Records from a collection

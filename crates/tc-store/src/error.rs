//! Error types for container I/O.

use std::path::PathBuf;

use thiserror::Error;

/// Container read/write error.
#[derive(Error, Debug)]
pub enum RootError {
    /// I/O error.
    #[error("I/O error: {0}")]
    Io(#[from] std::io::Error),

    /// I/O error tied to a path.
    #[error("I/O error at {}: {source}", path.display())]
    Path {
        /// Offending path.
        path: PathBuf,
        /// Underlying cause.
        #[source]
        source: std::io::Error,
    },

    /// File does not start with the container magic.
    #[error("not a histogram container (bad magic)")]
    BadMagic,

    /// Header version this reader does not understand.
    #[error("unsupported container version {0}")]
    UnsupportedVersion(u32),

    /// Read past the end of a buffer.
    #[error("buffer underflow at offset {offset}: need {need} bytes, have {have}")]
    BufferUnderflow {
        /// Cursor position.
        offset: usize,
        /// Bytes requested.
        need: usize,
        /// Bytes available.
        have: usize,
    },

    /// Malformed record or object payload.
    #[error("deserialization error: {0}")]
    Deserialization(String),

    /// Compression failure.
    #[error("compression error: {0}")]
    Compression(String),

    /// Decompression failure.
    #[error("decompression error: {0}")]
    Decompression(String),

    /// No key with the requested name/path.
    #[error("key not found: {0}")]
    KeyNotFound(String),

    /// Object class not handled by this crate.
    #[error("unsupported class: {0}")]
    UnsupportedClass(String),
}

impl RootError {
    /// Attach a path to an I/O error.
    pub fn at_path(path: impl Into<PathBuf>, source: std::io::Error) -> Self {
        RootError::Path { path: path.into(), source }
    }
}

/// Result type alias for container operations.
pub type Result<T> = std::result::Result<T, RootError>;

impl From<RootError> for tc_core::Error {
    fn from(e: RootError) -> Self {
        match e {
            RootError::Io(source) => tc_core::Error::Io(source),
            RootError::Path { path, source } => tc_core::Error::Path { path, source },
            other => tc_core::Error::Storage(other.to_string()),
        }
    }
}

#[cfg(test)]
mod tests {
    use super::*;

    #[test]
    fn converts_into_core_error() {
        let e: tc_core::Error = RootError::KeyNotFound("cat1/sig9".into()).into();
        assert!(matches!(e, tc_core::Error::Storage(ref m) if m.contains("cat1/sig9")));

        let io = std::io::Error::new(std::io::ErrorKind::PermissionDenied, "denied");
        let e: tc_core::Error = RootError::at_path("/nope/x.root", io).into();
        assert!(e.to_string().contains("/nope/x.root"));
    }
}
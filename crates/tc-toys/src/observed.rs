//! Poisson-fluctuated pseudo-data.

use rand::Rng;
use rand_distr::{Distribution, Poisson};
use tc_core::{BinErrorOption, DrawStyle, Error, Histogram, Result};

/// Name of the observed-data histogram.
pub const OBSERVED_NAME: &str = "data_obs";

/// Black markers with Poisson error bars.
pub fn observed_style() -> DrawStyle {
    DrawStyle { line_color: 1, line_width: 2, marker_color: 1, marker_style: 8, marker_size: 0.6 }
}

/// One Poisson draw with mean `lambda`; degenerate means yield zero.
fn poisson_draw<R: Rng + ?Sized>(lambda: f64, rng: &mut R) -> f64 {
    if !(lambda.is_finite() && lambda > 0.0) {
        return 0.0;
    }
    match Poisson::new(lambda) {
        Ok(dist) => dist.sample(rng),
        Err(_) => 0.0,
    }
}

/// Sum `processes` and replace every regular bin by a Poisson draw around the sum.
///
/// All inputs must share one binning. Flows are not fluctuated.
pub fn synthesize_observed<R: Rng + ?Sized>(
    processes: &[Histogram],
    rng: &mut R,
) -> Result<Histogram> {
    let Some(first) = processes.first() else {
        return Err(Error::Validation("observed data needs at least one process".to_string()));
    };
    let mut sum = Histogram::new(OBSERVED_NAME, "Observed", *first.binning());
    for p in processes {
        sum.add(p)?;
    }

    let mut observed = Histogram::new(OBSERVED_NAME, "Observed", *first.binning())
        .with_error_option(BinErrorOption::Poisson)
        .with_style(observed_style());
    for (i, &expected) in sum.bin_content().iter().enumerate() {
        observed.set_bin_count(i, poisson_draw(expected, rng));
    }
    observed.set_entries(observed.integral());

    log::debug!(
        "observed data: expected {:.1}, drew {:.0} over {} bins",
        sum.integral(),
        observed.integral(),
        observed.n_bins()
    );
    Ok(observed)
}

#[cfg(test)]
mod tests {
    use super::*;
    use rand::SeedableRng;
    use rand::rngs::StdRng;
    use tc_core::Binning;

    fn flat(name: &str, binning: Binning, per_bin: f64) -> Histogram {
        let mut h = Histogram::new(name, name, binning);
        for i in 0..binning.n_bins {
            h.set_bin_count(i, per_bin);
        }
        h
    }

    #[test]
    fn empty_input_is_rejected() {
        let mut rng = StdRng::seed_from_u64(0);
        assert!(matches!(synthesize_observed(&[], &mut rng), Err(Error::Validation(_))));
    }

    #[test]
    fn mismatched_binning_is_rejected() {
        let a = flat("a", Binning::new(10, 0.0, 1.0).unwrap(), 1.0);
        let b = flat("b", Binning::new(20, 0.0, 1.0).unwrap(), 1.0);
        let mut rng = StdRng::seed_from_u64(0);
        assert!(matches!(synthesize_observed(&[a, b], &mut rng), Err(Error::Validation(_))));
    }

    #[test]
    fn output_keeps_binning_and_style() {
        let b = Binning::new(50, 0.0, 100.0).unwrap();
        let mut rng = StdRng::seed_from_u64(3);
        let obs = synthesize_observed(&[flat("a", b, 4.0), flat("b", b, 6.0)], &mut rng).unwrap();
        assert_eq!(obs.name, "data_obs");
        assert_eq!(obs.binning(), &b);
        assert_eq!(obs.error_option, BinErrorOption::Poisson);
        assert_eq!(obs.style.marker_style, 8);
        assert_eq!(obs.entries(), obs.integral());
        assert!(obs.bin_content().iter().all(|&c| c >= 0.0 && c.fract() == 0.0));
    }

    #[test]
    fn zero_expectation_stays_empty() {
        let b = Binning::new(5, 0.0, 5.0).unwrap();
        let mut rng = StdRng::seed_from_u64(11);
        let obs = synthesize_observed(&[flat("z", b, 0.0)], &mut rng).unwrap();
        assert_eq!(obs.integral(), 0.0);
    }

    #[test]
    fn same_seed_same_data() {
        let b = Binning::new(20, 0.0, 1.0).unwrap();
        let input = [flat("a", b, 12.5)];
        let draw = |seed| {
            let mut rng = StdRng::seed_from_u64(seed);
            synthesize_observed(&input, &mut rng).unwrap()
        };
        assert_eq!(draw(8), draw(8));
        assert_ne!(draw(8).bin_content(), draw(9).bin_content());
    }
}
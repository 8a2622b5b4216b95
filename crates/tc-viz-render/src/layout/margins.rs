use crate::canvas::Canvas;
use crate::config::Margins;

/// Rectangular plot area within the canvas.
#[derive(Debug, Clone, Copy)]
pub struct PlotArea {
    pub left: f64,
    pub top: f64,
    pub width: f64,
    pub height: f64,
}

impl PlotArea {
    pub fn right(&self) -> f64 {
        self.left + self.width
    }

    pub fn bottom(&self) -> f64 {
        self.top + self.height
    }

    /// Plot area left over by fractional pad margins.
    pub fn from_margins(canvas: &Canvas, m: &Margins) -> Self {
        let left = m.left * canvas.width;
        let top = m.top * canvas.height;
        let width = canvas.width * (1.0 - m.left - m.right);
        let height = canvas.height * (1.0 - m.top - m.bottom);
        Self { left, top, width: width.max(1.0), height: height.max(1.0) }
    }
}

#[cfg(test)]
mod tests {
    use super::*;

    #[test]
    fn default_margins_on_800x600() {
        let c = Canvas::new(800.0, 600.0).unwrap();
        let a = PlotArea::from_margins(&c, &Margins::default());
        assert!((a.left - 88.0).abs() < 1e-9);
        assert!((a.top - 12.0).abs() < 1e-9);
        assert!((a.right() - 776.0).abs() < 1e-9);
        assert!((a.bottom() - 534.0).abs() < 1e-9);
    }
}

YOUR INSTRUCTIONS ::
Could you set down, word for word, only the lines above from the line with "assert!(matches!(synthesize_observed(&[a, b], &mut" to the line with "let mut rng = StdRng::seed_from_u64(3);", including both?

FINAL ANSWER ::
        assert!(matches!(synthesize_observed(&[a, b], &mut rng), Err(Error::Validation(_))));
    }

    #[test]
    fn output_keeps_binning_and_style() {
        let b = Binning::new(50, 0.0, 100.0).unwrap();
        let mut rng = StdRng::seed_from_u64(3);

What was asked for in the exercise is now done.